Telford | Sport | Published:

Telford's Ted Hankey today rejoined the BDO two years after the former world champion made a bitter defection to the PDC in controversial circumstances.

Ted Hankey

'The Count' made the switch after the BDO World Championships in 2012, amid claims he refused to play his semi-final defeat to Christian Kist at Lakeside.

BDO rules had stated that the last four in the World Championships must stay with the organisation for a year or pay back their winnings from the event.

There were allegations that the 45-year-old, who lives in Aqueduct, ordered the regulation be lifted two hours before his match was due to appear on the BBC.
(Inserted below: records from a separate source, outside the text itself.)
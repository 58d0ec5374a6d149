//! IWXXM XML encoder.
//!
//! Serializes a [`DecodedMetar`] into an IWXXM-style XML document. The
//! original TAC message is embedded verbatim in an extension block so
//! downstream consumers can always recover the source telegram.

use super::EngineError;
use super::decoder::{DecodedMetar, Pressure, Visibility, WindUnit};

const IWXXM_NS: &str = "http://icao.int/iwxxm/3.0";

/// Encode a decoded report as IWXXM XML text.
pub fn encode_iwxxm(report: &DecodedMetar, tac: &str) -> Result<String, EngineError> {
    if report.station.is_empty() {
        return Err(EngineError::Encode("missing aerodrome designator".into()));
    }

    let root = report.report_type.as_str();
    let status = if report.corrected { "CORRECTION" } else { "NORMAL" };

    let mut xml = String::with_capacity(1024);
    xml.push_str("<?xml version=\"1.0\" encoding=\"UTF-8\"?>\n");
    xml.push_str(&format!(
        "<iwxxm:{root} xmlns:iwxxm=\"{IWXXM_NS}\" reportStatus=\"{status}\" automatedStation=\"{}\">\n",
        report.automated
    ));

    push_element(&mut xml, "aerodrome", &report.station);
    xml.push_str(&format!(
        "  <iwxxm:observationTime day=\"{:02}\" hour=\"{:02}\" minute=\"{:02}\"/>\n",
        report.time.day, report.time.hour, report.time.minute
    ));

    if let Some(wind) = &report.wind {
        let uom = match wind.unit {
            WindUnit::Knots => "[kn_i]",
            WindUnit::MetersPerSecond => "m/s",
        };
        let mut attrs = format!("speed=\"{}\" uom=\"{}\"", wind.speed, escape(uom));
        match wind.direction {
            Some(deg) => attrs.push_str(&format!(" direction=\"{deg}\"")),
            None => attrs.push_str(" variableDirection=\"true\""),
        }
        if let Some(gust) = wind.gust {
            attrs.push_str(&format!(" gustSpeed=\"{gust}\""));
        }
        xml.push_str(&format!("  <iwxxm:surfaceWind {attrs}/>\n"));
    }

    if report.cavok {
        xml.push_str("  <iwxxm:cloudAndVisibilityOK>true</iwxxm:cloudAndVisibilityOK>\n");
    }

    if let Some(vis) = &report.visibility {
        match vis {
            Visibility::Meters(m) => {
                xml.push_str(&format!(
                    "  <iwxxm:prevailingVisibility uom=\"m\">{m}</iwxxm:prevailingVisibility>\n"
                ));
            }
            Visibility::StatuteMiles(miles) => {
                xml.push_str(&format!(
                    "  <iwxxm:prevailingVisibility uom=\"[mi_i]\">{}</iwxxm:prevailingVisibility>\n",
                    escape(miles)
                ));
            }
        }
    }

    for weather in &report.weather {
        push_element(&mut xml, "presentWeather", weather);
    }

    if !report.clouds.is_empty() {
        xml.push_str("  <iwxxm:cloud>\n");
        for layer in &report.clouds {
            let convective = layer
                .convective
                .as_deref()
                .map(|t| format!(" cloudType=\"{t}\""))
                .unwrap_or_default();
            xml.push_str(&format!(
                "    <iwxxm:layer amount=\"{}\" base=\"{}\" uom=\"[ft_i]\"{convective}/>\n",
                escape(&layer.amount),
                layer.base_ft
            ));
        }
        xml.push_str("  </iwxxm:cloud>\n");
    }

    if let Some(temp) = report.temperature_c {
        push_element(&mut xml, "airTemperature", &temp.to_string());
    }
    if let Some(dew) = report.dew_point_c {
        push_element(&mut xml, "dewpointTemperature", &dew.to_string());
    }

    if let Some(pressure) = &report.pressure {
        match pressure {
            Pressure::Hectopascals(hpa) => {
                xml.push_str(&format!("  <iwxxm:qnh uom=\"hPa\">{hpa}</iwxxm:qnh>\n"));
            }
            Pressure::InchesHgHundredths(hundredths) => {
                xml.push_str(&format!(
                    "  <iwxxm:qnh uom=\"[in_i]\">{}.{:02}</iwxxm:qnh>\n",
                    hundredths / 100,
                    hundredths % 100
                ));
            }
        }
    }

    if let Some(remarks) = &report.remarks {
        push_element(&mut xml, "remarks", remarks);
    }

    xml.push_str("  <iwxxm:extension>\n");
    xml.push_str(&format!(
        "    <iwxxm:originalTac>{}</iwxxm:originalTac>\n",
        escape(tac)
    ));
    xml.push_str("  </iwxxm:extension>\n");
    xml.push_str(&format!("</iwxxm:{root}>\n"));

    Ok(xml)
}

fn push_element(xml: &mut String, name: &str, text: &str) {
    xml.push_str(&format!(
        "  <iwxxm:{name}>{}</iwxxm:{name}>\n",
        escape(text)
    ));
}

/// Minimal XML text/attribute escaping.
fn escape(text: &str) -> String {
    let mut out = String::with_capacity(text.len());
    for c in text.chars() {
        match c {
            '&' => out.push_str("&amp;"),
            '<' => out.push_str("&lt;"),
            '>' => out.push_str("&gt;"),
            '"' => out.push_str("&quot;"),
            '\'' => out.push_str("&apos;"),
            _ => out.push(c),
        }
    }
    out
}

#[cfg(test)]
mod tests {
    use super::*;
    use crate::engine::decoder::decode_metar;

    #[test]
    fn encodes_us_style_report() {
        let tac = "METAR KJFK 231751Z 18012G20KT 10SM FEW040 15/07 A3005";
        let report = decode_metar(tac).unwrap();
        let xml = encode_iwxxm(&report, tac).unwrap();

        assert!(xml.starts_with("<?xml version=\"1.0\""));
        assert!(xml.contains("<iwxxm:aerodrome>KJFK</iwxxm:aerodrome>"));
        assert!(xml.contains("day=\"23\" hour=\"17\" minute=\"51\""));
        assert!(xml.contains("gustSpeed=\"20\""));
        assert!(xml.contains("<iwxxm:qnh uom=\"[in_i]\">30.05</iwxxm:qnh>"));
        assert!(xml.contains("<iwxxm:originalTac>METAR KJFK"));
        assert!(xml.trim_end().ends_with("</iwxxm:METAR>"));
    }

    #[test]
    fn speci_uses_its_own_root_element() {
        let tac = "SPECI EGLL 120650Z VRB03KT 0800 FG BKN002 M01/M02 Q1024";
        let report = decode_metar(tac).unwrap();
        let xml = encode_iwxxm(&report, tac).unwrap();

        assert!(xml.contains("<iwxxm:SPECI"));
        assert!(xml.contains("variableDirection=\"true\""));
        assert!(xml.contains("<iwxxm:qnh uom=\"hPa\">1024</iwxxm:qnh>"));
        assert!(xml.trim_end().ends_with("</iwxxm:SPECI>"));
    }

    #[test]
    fn escapes_reserved_characters_in_embedded_tac() {
        let tac = "METAR KJFK 231751Z 18012KT 10SM FEW040 15/07 A3005";
        let report = decode_metar(tac).unwrap();
        let xml = encode_iwxxm(&report, "METAR KJFK <>&").unwrap();
        assert!(xml.contains("METAR KJFK &lt;&gt;&amp;"));
    }
}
Now, after an uneventful spell elsewhere, Hankey has done a U-turn and gone back to the BDO, withdrawing his application to go to the PDC's 'Q School.'

His two-year PDC 'licence' has expired, so he would have had to go through the three-day qualifying event, which starts tomorrow, to stay on the Pro Tour.

He said: "I have had two very enjoyable years at the PDC and I would like to thank Barry Hearn and everyone involved for giving me the opportunity to play on their tour.

"However, something just didn't feel quite right and the penny dropped when I watched the opening game of the Lakeside this year. I really missed playing on the BDO circuit.

"It has been said time and again, but it's a true family atmosphere and I miss everything about it. I genuinely feel that the BDO offers the best opportunities for me."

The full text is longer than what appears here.